=== Begin Enclosure ===

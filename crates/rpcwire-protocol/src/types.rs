//! Typed response elements.
//!
//! Every element of a decoded chunk is an array whose first entry names its
//! kind. Each known kind maps to one variant here; anything else is kept as
//! [`ResponseElement::Unknown`] so new element kinds never break decoding.

use rpcwire_core::RemoteError;
use serde_json::Value;

/// Discriminant of an RPC reply.
pub const REPLY_TAG: &str = "wrb.fr";

/// Discriminant of an error element.
pub const ERROR_TAG: &str = "er";

/// Discriminants of framing and keepalive elements.
pub const FRAMING_TAGS: &[&str] = &["di", "af.httprm", "e"];

/// Index marker used when the service does not number replies.
pub const GENERIC_INDEX: &str = "generic";

/// Remote status code for an unauthenticated session.
pub const UNAUTHENTICATED_CODE: i64 = 16;

/// HTTP status carried by error elements for an expired session.
pub const HTTP_UNAUTHORIZED: i64 = 401;

/// One element of a response chunk.
#[derive(Debug, Clone, PartialEq)]
pub enum ResponseElement {
    /// An RPC reply.
    Reply(Reply),
    /// An error element.
    Error(ErrorElement),
    /// Framing or keepalive data.
    Framing(String),
    /// An element of unknown kind, or a known kind with an unusable shape.
    Unknown(String),
}

/// Body of an RPC reply.
#[derive(Debug, Clone, PartialEq)]
pub enum ReplyBody {
    /// JSON-encoded payload string.
    Payload(String),
    /// The remote service flagged the call as failed.
    Failed(RemoteError),
    /// Neither payload nor error.
    Empty,
}

/// A `wrb.fr` element.
#[derive(Debug, Clone, PartialEq)]
pub struct Reply {
    pub id: String,
    /// 1-based position of the call, when the service numbered it.
    pub index: Option<usize>,
    pub body: ReplyBody,
}

/// An `er` element.
#[derive(Debug, Clone, PartialEq)]
pub struct ErrorElement {
    /// Endpoint the error belongs to; `None` when it covers the envelope.
    pub id: Option<String>,
    pub index: Option<usize>,
    pub error: RemoteError,
}

impl ResponseElement {
    /// Classifies one element array.
    pub fn parse(element: &Value) -> Self {
        let Some(items) = element.as_array() else {
            return Self::Unknown(String::new());
        };
        let Some(tag) = items.first().and_then(Value::as_str) else {
            return Self::Unknown(String::new());
        };

        match tag {
            REPLY_TAG => match parse_reply(items) {
                Some(reply) => Self::Reply(reply),
                None => Self::Unknown(tag.to_string()),
            },
            ERROR_TAG => Self::Error(parse_error(items)),
            t if FRAMING_TAGS.contains(&t) => Self::Framing(t.to_string()),
            t => Self::Unknown(t.to_string()),
        }
    }

    /// Classifies every element of a chunk.
    ///
    /// A chunk normally holds a list of elements; a chunk that is itself a
    /// single element is accepted too.
    pub fn from_chunk(chunk: &Value) -> Vec<Self> {
        let Some(items) = chunk.as_array() else {
            return Vec::new();
        };
        if items.first().is_some_and(Value::is_string) {
            return vec![Self::parse(chunk)];
        }
        items.iter().map(Self::parse).collect()
    }

    /// Whether this element reports an expired session.
    pub fn signals_auth_expired(&self) -> bool {
        match self {
            Self::Reply(Reply {
                body: ReplyBody::Failed(error),
                ..
            }) => error.code == Some(UNAUTHENTICATED_CODE),
            Self::Error(element) => matches!(
                element.error.code,
                Some(UNAUTHENTICATED_CODE) | Some(HTTP_UNAUTHORIZED)
            ),
            _ => false,
        }
    }
}

// ["wrb.fr", id, payload | null, null, null, [code, message?] | null, index]
fn parse_reply(items: &[Value]) -> Option<Reply> {
    let id = items.get(1)?.as_str()?.to_string();

    let body = match items.get(2) {
        Some(Value::String(payload)) => ReplyBody::Payload(payload.clone()),
        _ => match items.get(5).and_then(status_error) {
            Some(error) => ReplyBody::Failed(error),
            None => ReplyBody::Empty,
        },
    };

    Some(Reply {
        id,
        index: items.last().and_then(index_field),
        body,
    })
}

fn parse_error(items: &[Value]) -> ErrorElement {
    let id = items.get(1).and_then(Value::as_str).map(str::to_string);
    let rest = items.get(2..).unwrap_or_default();

    let code = rest.iter().find_map(Value::as_i64);
    let message = rest
        .iter()
        .filter_map(Value::as_str)
        .find(|s| *s != GENERIC_INDEX && s.parse::<usize>().is_err())
        .unwrap_or("remote error");

    ErrorElement {
        id,
        index: items.last().and_then(index_field),
        error: RemoteError::new(code, message),
    }
}

fn status_error(status: &Value) -> Option<RemoteError> {
    let fields = status.as_array()?;
    let code = fields.first()?.as_i64()?;
    let message = fields
        .get(1)
        .and_then(Value::as_str)
        .unwrap_or("call failed");
    Some(RemoteError::new(Some(code), message))
}

fn index_field(value: &Value) -> Option<usize> {
    value
        .as_str()
        .and_then(|s| s.parse::<usize>().ok())
        .filter(|index| *index > 0)
}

=== End Enclosure ===

**Your goal**
None of the records may be omitted or altered when they are given again.

**Worked solution**
filename crates/rpcwire-protocol/src/types.rs
//! Typed response elements.
//!
//! Every element of a decoded chunk is an array whose first entry names its
//! kind. Each known kind maps to one variant here; anything else is kept as
//! [`ResponseElement::Unknown`] so new element kinds never break decoding.

use rpcwire_core::RemoteError;
use serde_json::Value;

/// Discriminant of an RPC reply.
pub const REPLY_TAG: &str = "wrb.fr";

/// Discriminant of an error element.
pub const ERROR_TAG: &str = "er";

/// Discriminants of framing and keepalive elements.
pub const FRAMING_TAGS: &[&str] = &["di", "af.httprm", "e"];

/// Index marker used when the service does not number replies.
pub const GENERIC_INDEX: &str = "generic";

/// Remote status code for an unauthenticated session.
pub const UNAUTHENTICATED_CODE: i64 = 16;

/// HTTP status carried by error elements for an expired session.
pub const HTTP_UNAUTHORIZED: i64 = 401;

/// One element of a response chunk.
#[derive(Debug, Clone, PartialEq)]
pub enum ResponseElement {
    /// An RPC reply.
    Reply(Reply),
    /// An error element.
    Error(ErrorElement),
    /// Framing or keepalive data.
    Framing(String),
    /// An element of unknown kind, or a known kind with an unusable shape.
    Unknown(String),
}

/// Body of an RPC reply.
#[derive(Debug, Clone, PartialEq)]
pub enum ReplyBody {
    /// JSON-encoded payload string.
    Payload(String),
    /// The remote service flagged the call as failed.
    Failed(RemoteError),
    /// Neither payload nor error.
    Empty,
}

/// A `wrb.fr` element.
#[derive(Debug, Clone, PartialEq)]
pub struct Reply {
    pub id: String,
    /// 1-based position of the call, when the service numbered it.
    pub index: Option<usize>,
    pub body: ReplyBody,
}

/// An `er` element.
#[derive(Debug, Clone, PartialEq)]
pub struct ErrorElement {
    /// Endpoint the error belongs to; `None` when it covers the envelope.
    pub id: Option<String>,
    pub index: Option<usize>,
    pub error: RemoteError,
}

impl ResponseElement {
    /// Classifies one element array.
    pub fn parse(element: &Value) -> Self {
        let Some(items) = element.as_array() else {
            return Self::Unknown(String::new());
        };
        let Some(tag) = items.first().and_then(Value::as_str) else {
            return Self::Unknown(String::new());
        };

        match tag {
            REPLY_TAG => match parse_reply(items) {
                Some(reply) => Self::Reply(reply),
                None => Self::Unknown(tag.to_string()),
            },
            ERROR_TAG => Self::Error(parse_error(items)),
            t if FRAMING_TAGS.contains(&t) => Self::Framing(t.to_string()),
            t => Self::Unknown(t.to_string()),
        }
    }

    /// Classifies every element of a chunk.
    ///
    /// A chunk normally holds a list of elements; a chunk that is itself a
    /// single element is accepted too.
    pub fn from_chunk(chunk: &Value) -> Vec<Self> {
        let Some(items) = chunk.as_array() else {
            return Vec::new();
        };
        if items.first().is_some_and(Value::is_string) {
            return vec![Self::parse(chunk)];
        }
        items.iter().map(Self::parse).collect()
    }

    /// Whether this element reports an expired session.
    pub fn signals_auth_expired(&self) -> bool {
        match self {
            Self::Reply(Reply {
                body: ReplyBody::Failed(error),
                ..
            }) => error.code == Some(UNAUTHENTICATED_CODE),
            Self::Error(element) => matches!(
                element.error.code,
                Some(UNAUTHENTICATED_CODE) | Some(HTTP_UNAUTHORIZED)
            ),
            _ => false,
        }
    }
}

// ["wrb.fr", id, payload | null, null, null, [code, message?] | null, index]
fn parse_reply(items: &[Value]) -> Option<Reply> {
    let id = items.get(1)?.as_str()?.to_string();

    let body = match items.get(2) {
        Some(Value::String(payload)) => ReplyBody::Payload(payload.clone()),
        _ => match items.get(5).and_then(status_error) {
            Some(error) => ReplyBody::Failed(error),
            None => ReplyBody::Empty,
        },
    };

    Some(Reply {
        id,
        index: items.last().and_then(index_field),
        body,
    })
}

fn parse_error(items: &[Value]) -> ErrorElement {
    let id = items.get(1).and_then(Value::as_str).map(str::to_string);
    let rest = items.get(2..).unwrap_or_default();

    let code = rest.iter().find_map(Value::as_i64);
    let message = rest
        .iter()
        .filter_map(Value::as_str)
        .find(|s| *s != GENERIC_INDEX && s.parse::<usize>().is_err())
        .unwrap_or("remote error");

    ErrorElement {
        id,
        index: items.last().and_then(index_field),
        error: RemoteError::new(code, message),
    }
}

fn status_error(status: &Value) -> Option<RemoteError> {
    let fields = status.as_array()?;
    let code = fields.first()?.as_i64()?;
    let message = fields
        .get(1)
        .and_then(Value::as_str)
        .unwrap_or("call failed");
    Some(RemoteError::new(Some(code), message))
}

fn index_field(value: &Value) -> Option<usize> {
    value
        .as_str()
        .and_then(|s| s.parse::<usize>().ok())
        .filter(|index| *index > 0)
}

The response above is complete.